His approach often combines industrial and organic materials, including steel, charcoal, canvas, and found objects. In his 2021 work African Pied Crow on a Shovel, he melted a hard hat onto a ready-made shovel as a commentary on labor and identity. Rikhotso has been featured in several exhibitions across South Africa, including solo and group presentations at The Viewing Room Art Gallery, Pretoria Art Museum, WORLDART Gallery in Cape Town as well as Vrede Art Gallery and others. He has exhibited with artists such as Bongiwe Dlomo-Mautloa, Jeanette Unite, Bongi Dube, and Jeff Allan at the Turbine Art Fair in Johannesburg in 2023.

== Artistic style and themes ==
Rikhotso’s work explores the tension between the modern and the ancestral, drawing from his upbringing in a rural landscape. His sculptures and drawings often include bird forms, tools, and abstracted human shapes to address broader questions of land, identity, and spirituality. He describes his process as “listening to the land,” translating lived experience into visual narratives that challenge social taboos and colonial frameworks of representation.

== Exhibitions ==

=== Selected exhibitions ===

- CROSSROADS: Tsela tse pedi, The Viewing Room Art Gallery, Pretoria (2024)
- Echoes of Place, The Viewing Room Art Gallery, Pretoria (2024)
- Ancient the Modern, WORLDART Gallery & Blessing Ngobeni Art Prize Foundation, Cape Town (2025)
- Young and Vital Artists, Pretoria Art Museum (2023)
- StateoftheART Gallery Award Finalists, StateoftheART Gallery, Cape Town (2021)

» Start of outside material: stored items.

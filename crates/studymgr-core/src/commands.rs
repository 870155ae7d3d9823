use std::io::{
  self,
  Write
};

use anyhow::{
  Context,
  anyhow
};
use chrono::{
  DateTime,
  Utc
};
use tracing::{
  debug,
  info,
  instrument
};

use crate::cli::Command;
use crate::config::Config;
use crate::datetime::parse_day_expr;
use crate::engine::TaskViewEngine;
use crate::heatmap::MAX_WINDOW_DAYS;
use crate::render::Renderer;
use crate::task::{
  Status,
  Task
};
use crate::view::{
  FilterKey,
  ViewSpec
};

/// Everything a command needs besides its own arguments.
pub struct Session<'a> {
  pub cfg:      &'a Config,
  pub engine:   &'a TaskViewEngine,
  pub renderer: &'a Renderer,
  pub tasks:    &'a [Task],
  pub now:      DateTime<Utc>
}

/// Commands that never look at the task snapshot.
pub fn needs_tasks(
  command: &Command
) -> bool {
  !matches!(
    command,
    Command::NextStatus { .. }
      | Command::Show
  )
}

#[instrument(skip(session, out))]
pub fn dispatch<W: Write>(
  session: &Session<'_>,
  command: &Command,
  out: W
) -> anyhow::Result<()> {
  debug!(
    tasks = session.tasks.len(),
    now = %session.now,
    "dispatching command"
  );

  match command {
    | Command::List { filter, day } => {
      cmd_list(
        session,
        filter,
        day.as_deref(),
        out
      )
    }
    | Command::Calendar { day } => {
      cmd_calendar(
        session,
        day.as_deref(),
        out
      )
    }
    | Command::Stats { limit } => {
      cmd_stats(session, *limit, out)
    }
    | Command::Heatmap { days } => {
      cmd_heatmap(session, *days, out)
    }
    | Command::Dashboard => {
      cmd_dashboard(session, out)
    }
    | Command::NextStatus { status } => {
      cmd_next_status(status, out)
    }
    | Command::Show => {
      cmd_show(session.cfg, out)
    }
  }
}

pub fn dispatch_stdout(
  session: &Session<'_>,
  command: &Command
) -> anyhow::Result<()> {
  dispatch(
    session,
    command,
    io::stdout().lock()
  )
}

fn cmd_list<W: Write>(
  session: &Session<'_>,
  filter: &str,
  day: Option<&str>,
  mut out: W
) -> anyhow::Result<()> {
  info!(filter, ?day, "command list");

  let mut spec = ViewSpec::new(
    FilterKey::parse(filter),
    session.now
  );
  if let Some(raw) = day {
    spec = spec.on_day(parse_day_expr(
      raw,
      session.now,
      session.engine.timezone()
    )?);
  }

  let rows = session
    .engine
    .filter_and_sort(session.tasks, &spec);
  session.renderer.write_list_header(
    &mut out,
    spec.filter.label(),
    rows.len()
  )?;
  session.renderer.write_task_table(
    out,
    &rows,
    session.now,
    session.engine.timezone()
  )
}

fn cmd_calendar<W: Write>(
  session: &Session<'_>,
  day: Option<&str>,
  mut out: W
) -> anyhow::Result<()> {
  info!(?day, "command calendar");

  let tz = session.engine.timezone();
  let selected = match day {
    | Some(raw) => {
      parse_day_expr(raw, session.now, tz)?
    }
    | None => {
      session.engine.today(session.now)
    }
  };

  let marks =
    session.engine.build_marked_dates(
      session.tasks,
      Some(selected),
      session.now
    );
  session
    .renderer
    .write_marked_dates(&mut out, &marks)?;
  writeln!(out)?;

  let spec = ViewSpec::new(
    FilterKey::All,
    session.now
  )
  .on_day(selected);
  let day_tasks = session
    .engine
    .filter_and_sort(session.tasks, &spec);
  session.renderer.write_day_header(
    &mut out,
    selected,
    day_tasks.len()
  )?;
  if day_tasks.is_empty() {
    return Ok(());
  }
  session.renderer.write_task_table(
    out,
    &day_tasks,
    session.now,
    tz
  )
}

fn cmd_stats<W: Write>(
  session: &Session<'_>,
  limit: Option<usize>,
  out: W
) -> anyhow::Result<()> {
  info!(?limit, "command stats");

  let stats = match limit {
    | Some(limit) => {
      crate::stats::compute_stats_with_limit(
        session.tasks,
        session.now,
        limit
      )
    }
    | None => {
      session
        .engine
        .compute_stats(
          session.tasks,
          session.now
        )
    }
  };
  session.renderer.write_stats(
    out,
    &stats,
    session.now,
    session.engine.timezone()
  )
}

fn cmd_heatmap<W: Write>(
  session: &Session<'_>,
  days: Option<u32>,
  out: W
) -> anyhow::Result<()> {
  let window = days.unwrap_or(
    session.engine.settings().heatmap_days
  );
  info!(window, "command heatmap");
  if window > MAX_WINDOW_DAYS {
    return Err(anyhow!(
      "--days {window}: at most \
       {MAX_WINDOW_DAYS}"
    ));
  }

  let buckets =
    session.engine.build_heatmap(
      session.tasks,
      window,
      session.engine.today(session.now)
    );
  session
    .renderer
    .write_heatmap(out, &buckets)
}

fn cmd_dashboard<W: Write>(
  session: &Session<'_>,
  out: W
) -> anyhow::Result<()> {
  info!("command dashboard");

  let summary = session
    .engine
    .dashboard(session.tasks, session.now);
  let due_soon = session
    .engine
    .due_soon(session.tasks, session.now);
  session.renderer.write_dashboard(
    out,
    &summary,
    &due_soon,
    session.now,
    session.engine.timezone()
  )
}

fn cmd_next_status<W: Write>(
  raw: &str,
  mut out: W
) -> anyhow::Result<()> {
  let status = raw
    .to_ascii_lowercase()
    .parse::<Status>()
    .map_err(|_| {
      anyhow!(
        "unknown status: {raw} \
         (expected pending, \
         in_progress or completed)"
      )
    })?;
  writeln!(out, "{}", status.next())
    .context("failed writing status")?;
  Ok(())
}

fn cmd_show<W: Write>(
  cfg: &Config,
  mut out: W
) -> anyhow::Result<()> {
  for (key, value) in cfg.iter() {
    writeln!(out, "{key}={value}")?;
  }
  for file in &cfg.sources {
    writeln!(
      out,
      "# loaded {}",
      file.display()
    )?;
  }
  Ok(())
}

#[cfg(test)]
mod tests {
  use chrono::{
    DateTime,
    Duration,
    TimeZone,
    Utc
  };

  use super::{
    Session,
    dispatch
  };
  use crate::cli::Command;
  use crate::config::Config;
  use crate::engine::TaskViewEngine;
  use crate::render::Renderer;
  use crate::task::Task;

  fn now() -> DateTime<Utc> {
    Utc
      .with_ymd_and_hms(
        2024, 1, 3, 9, 0, 0
      )
      .single()
      .expect("valid now")
  }

  fn run(
    tasks: &[Task],
    command: Command
  ) -> String {
    let cfg = Config::default();
    let engine =
      TaskViewEngine::default();
    let renderer = Renderer::plain();
    let session = Session {
      cfg: &cfg,
      engine: &engine,
      renderer: &renderer,
      tasks,
      now: now()
    };
    let mut out = Vec::new();
    dispatch(&session, &command, &mut out)
      .expect("command succeeds");
    String::from_utf8(out).expect("utf8")
  }

  #[test]
  fn heatmap_rejects_window_above_limit() {
    let cfg = Config::default();
    let engine =
      TaskViewEngine::default();
    let renderer = Renderer::plain();
    let session = Session {
      cfg: &cfg,
      engine: &engine,
      renderer: &renderer,
      tasks: &[],
      now: now()
    };

    let err = dispatch(
      &session,
      &Command::Heatmap {
        days: Some(4_000_000_000)
      },
      Vec::new()
    )
    .expect_err("window too long");
    assert!(
      err.to_string().contains("at most")
    );

    let text = run(&[], Command::Heatmap {
      days: Some(14)
    });
    assert_eq!(text.lines().count(), 2);
  }

  #[test]
  fn next_status_prints_successor() {
    assert_eq!(
      run(&[], Command::NextStatus {
        status: "in_progress".to_string()
      }),
      "completed\n"
    );
  }

  #[test]
  fn calendar_lists_selected_day_tasks()
  {
    let mut quiz = Task::new_manual(
      "q",
      "Quiz",
      now() - Duration::days(1)
    );
    quiz.due_date =
      Some(now() + Duration::days(1));

    let text = run(&[quiz], Command::Calendar {
      day: Some("tomorrow".to_string())
    });
    assert!(text.contains(
      "Tasks for Thursday, January 4: 1 task"
    ));
    assert!(text.contains("Quiz"));
  }

  #[test]
  fn list_with_unknown_filter_shows_everything()
   {
    let tasks = vec![
      Task::new_manual("a", "Alpha", now()),
      Task::new_manual("b", "Beta", now()),
    ];

    let text = run(&tasks, Command::List {
      filter: "starred".to_string(),
      day:    None
    });
    assert!(
      text.starts_with("starred: 2 tasks\n")
    );
    assert!(text.contains("Alpha"));
    assert!(text.contains("Beta"));
  }

  #[test]
  fn list_header_names_the_filter() {
    let mut done =
      Task::new_manual("d", "Done", now());
    done.status =
      crate::task::Status::Completed;
    let tasks = vec![
      Task::new_manual("a", "Alpha", now()),
      done,
    ];

    let text = run(&tasks, Command::List {
      filter: "in_progress".to_string(),
      day:    None
    });
    assert!(
      text.starts_with("In Progress: 0 tasks\n")
    );

    let text = run(&tasks, Command::List {
      filter: "completed".to_string(),
      day:    None
    });
    assert!(
      text.starts_with("Completed: 1 task\n")
    );
    assert!(text.contains("Done"));
    assert!(!text.contains("Alpha"));
  }
}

== Awards and recognition ==

- Finalist, StateoftheART Gallery Award (2021), for his work engaging with the theme of climate change.
- Featured in Wanted Online’s “Young and Vital Artists” (2023).

== Collections ==
Rikhotso’s works are held in private collections in South Africa and have been featured by Strauss & Co., one of the country’s leading fine art auction houses.

== Personal life ==
Rikhotso lives and works in Pretoria. He credits his rural upbringing for his close observation of nature, especially birds and the landscape, which continues to inform his artmaking.